We nod our head up and down like simpletons (we are simpletons) because we want him to continue despite how stupid everything sounds right now (it all sounds stupid). Or maybe because we're simpletons who are easily led astray by shiny objects like comic books or movies based on comic books or stories told at sleepovers by people who swear up and down they got their information from Wikipedia (which they also said was credible after they went through three different sources). Whatever the case may be, Meyers continues with his story:
"So everyone knows Superman flies around all day saving people and fighting crime and flying really fast with those red underpants for an outer layer thing? And do you know why?" We shrug our shoulders again because even though we're giant turds who would do anything for validation by someone else with more social power than ourselves (and here we thought this would be Matt Meyers!), even we knew that there wasn't really any reason why Superman could fly other than that he had superpowers given to him by aliens via a magic rock from Krypton . So obviously Meyers has some sort of explanation that doesn't involve magic rocks from space or weird alien viruses or whatever? Right?
Right?!? WE HAVE TO BELIEVE IN SOMETHING AND WHAT'S MORE BELIEVABLE THAN SUPERMAN FLYING AROUND FIGHTING CRIME AND BROKEBACK MOUNTAIN? Nothing, that's what! We nodded like simpletons again. The way Meyers nods when he's getting to the good part of his story. Except this was not a good part of his story; it was actually all much more terrible than we could have ever imagined. His explanation went something like this:
"Superman is flying because he eats weed all day long and especially before bed."

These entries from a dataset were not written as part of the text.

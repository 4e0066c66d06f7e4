use once_cell::sync::Lazy;
use prost_types::{
    descriptor_proto,
    field_descriptor_proto::{Label, Type},
    DescriptorProto, EnumDescriptorProto, EnumValueDescriptorProto, FieldDescriptorProto,
    FieldOptions, FileDescriptorProto, MessageOptions,
};
use protodyn::{DescriptorPool, ExtensionRegistry};

#[cfg(test)]
mod arbitrary;
#[cfg(test)]
mod dynamic;
#[cfg(test)]
mod extensions;
#[cfg(test)]
mod scenarios;

pub mod proto;

static TEST_POOL: Lazy<DescriptorPool> = Lazy::new(|| {
    DescriptorPool::from_file_descriptor_protos([test_file(), test2_file()])
        .expect("test descriptors are valid")
});

static TEST_REGISTRY: Lazy<ExtensionRegistry> = Lazy::new(|| {
    let mut registry = ExtensionRegistry::new();
    registry
        .register_pool(&TEST_POOL)
        .expect("test extensions are valid");
    registry
});

pub fn test_pool() -> DescriptorPool {
    TEST_POOL.clone()
}

pub fn test_registry() -> &'static ExtensionRegistry {
    &TEST_REGISTRY
}

fn field(name: &str, number: i32, ty: Type, label: Label) -> FieldDescriptorProto {
    FieldDescriptorProto {
        name: Some(name.to_owned()),
        number: Some(number),
        r#type: Some(ty as i32),
        label: Some(label as i32),
        ..Default::default()
    }
}

fn message_field(name: &str, number: i32, type_name: &str, label: Label) -> FieldDescriptorProto {
    FieldDescriptorProto {
        type_name: Some(type_name.to_owned()),
        ..field(name, number, Type::Message, label)
    }
}

fn scalar_fields(label: Label) -> Vec<FieldDescriptorProto> {
    vec![
        field("int32", 1, Type::Int32, label),
        field("int64", 2, Type::Int64, label),
        field("uint32", 3, Type::Uint32, label),
        field("uint64", 4, Type::Uint64, label),
        field("sint32", 5, Type::Sint32, label),
        field("sint64", 6, Type::Sint64, label),
        field("fixed32", 7, Type::Fixed32, label),
        field("fixed64", 8, Type::Fixed64, label),
        field("sfixed32", 9, Type::Sfixed32, label),
        field("sfixed64", 10, Type::Sfixed64, label),
        field("float", 11, Type::Float, label),
        field("double", 12, Type::Double, label),
        field("bool", 13, Type::Bool, label),
        field("string", 14, Type::String, label),
        field("bytes", 15, Type::Bytes, label),
    ]
}

fn test_file() -> FileDescriptorProto {
    FileDescriptorProto {
        name: Some("test.proto".to_owned()),
        package: Some("test".to_owned()),
        syntax: Some("proto3".to_owned()),
        message_type: vec![
            DescriptorProto {
                name: Some("Scalars".to_owned()),
                field: scalar_fields(Label::Optional),
                ..Default::default()
            },
            DescriptorProto {
                name: Some("ScalarArrays".to_owned()),
                field: scalar_fields(Label::Repeated),
                ..Default::default()
            },
        ],
        ..Default::default()
    }
}

fn test2_file() -> FileDescriptorProto {
    FileDescriptorProto {
        name: Some("test2.proto".to_owned()),
        package: Some("test2".to_owned()),
        syntax: Some("proto2".to_owned()),
        enum_type: vec![EnumDescriptorProto {
            name: Some("TestEnum".to_owned()),
            value: vec![
                EnumValueDescriptorProto {
                    name: Some("ZERO".to_owned()),
                    number: Some(0),
                    ..Default::default()
                },
                EnumValueDescriptorProto {
                    name: Some("ONE".to_owned()),
                    number: Some(1),
                    ..Default::default()
                },
                EnumValueDescriptorProto {
                    name: Some("TWO".to_owned()),
                    number: Some(2),
                    ..Default::default()
                },
            ],
            ..Default::default()
        }],
        message_type: vec![
            DescriptorProto {
                name: Some("Inner".to_owned()),
                field: vec![
                    field("id", 1, Type::Int32, Label::Required),
                    field("name", 2, Type::String, Label::Optional),
                ],
                ..Default::default()
            },
            DescriptorProto {
                name: Some("Outer".to_owned()),
                field: vec![
                    message_field("inner", 1, ".test2.Inner", Label::Optional),
                    message_field("items", 2, ".test2.Inner", Label::Repeated),
                    field("plain", 3, Type::Int32, Label::Optional),
                    field("unpacked", 4, Type::Int32, Label::Repeated),
                    FieldDescriptorProto {
                        options: Some(FieldOptions {
                            packed: Some(true),
                            ..Default::default()
                        }),
                        ..field("packed", 5, Type::Int32, Label::Repeated)
                    },
                    FieldDescriptorProto {
                        type_name: Some(".test2.TestEnum".to_owned()),
                        ..field("enum_value", 6, Type::Enum, Label::Optional)
                    },
                    FieldDescriptorProto {
                        type_name: Some(".test2.Outer.MyGroup".to_owned()),
                        ..field("mygroup", 7, Type::Group, Label::Optional)
                    },
                ],
                nested_type: vec![DescriptorProto {
                    name: Some("MyGroup".to_owned()),
                    field: vec![field("a", 1, Type::Int32, Label::Optional)],
                    ..Default::default()
                }],
                extension_range: vec![descriptor_proto::ExtensionRange {
                    start: Some(100),
                    end: Some(200),
                    ..Default::default()
                }],
                ..Default::default()
            },
            DescriptorProto {
                name: Some("PackedArrays".to_owned()),
                field: vec![FieldDescriptorProto {
                    options: Some(FieldOptions {
                        packed: Some(true),
                        ..Default::default()
                    }),
                    ..field("values", 5, Type::Int32, Label::Repeated)
                }],
                ..Default::default()
            },
            DescriptorProto {
                name: Some("UnpackedArrays".to_owned()),
                field: vec![field("values", 5, Type::Int32, Label::Repeated)],
                ..Default::default()
            },
            DescriptorProto {
                name: Some("SetMessage".to_owned()),
                options: Some(MessageOptions {
                    message_set_wire_format: Some(true),
                    ..Default::default()
                }),
                extension_range: vec![descriptor_proto::ExtensionRange {
                    start: Some(4),
                    end: Some(2147483646),
                    ..Default::default()
                }],
                ..Default::default()
            },
            DescriptorProto {
                name: Some("SetItem".to_owned()),
                field: vec![field("i", 1, Type::Int32, Label::Optional)],
                ..Default::default()
            },
        ],
        extension: vec![
            FieldDescriptorProto {
                extendee: Some(".test2.Outer".to_owned()),
                ..field("ext_string", 100, Type::String, Label::Optional)
            },
            FieldDescriptorProto {
                extendee: Some(".test2.Outer".to_owned()),
                ..message_field("ext_inner", 101, ".test2.Inner", Label::Optional)
            },
            FieldDescriptorProto {
                extendee: Some(".test2.Outer".to_owned()),
                ..field("ext_rep", 102, Type::Int32, Label::Repeated)
            },
            FieldDescriptorProto {
                extendee: Some(".test2.SetMessage".to_owned()),
                ..message_field("item_ext", 4, ".test2.SetItem", Label::Optional)
            },
        ],
        ..Default::default()
    }
}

There are no words to accurately describe how stupid this sounds, so there won't be any attempt to do so here. There are only really two things that can be said about it: 1) It is an actual thing that people actually believe, and 2) Fucking Matt Meyers is fucking high right now just like he says he is and will eat almost any kind of food if it gets him even higher because being higher makes him fly even higher! Matt Meyers does not care for any other reason why Superman flies around fighting crime other than weed, weed, weed! Weedweedweedweedweedweed! Yes sir!" And with that Matt Meyers proceeded to eat the rest of his food in super fast time, probably because it all got caught in his throat after hearing such bullshit that he couldn't chew or swallow quickly enough to keep up with the speed at which his mind processed it. He then heads off into the hallway to throw up all over someone named Mikey who should really know better by now to touch wires together without killing himself by now (again!).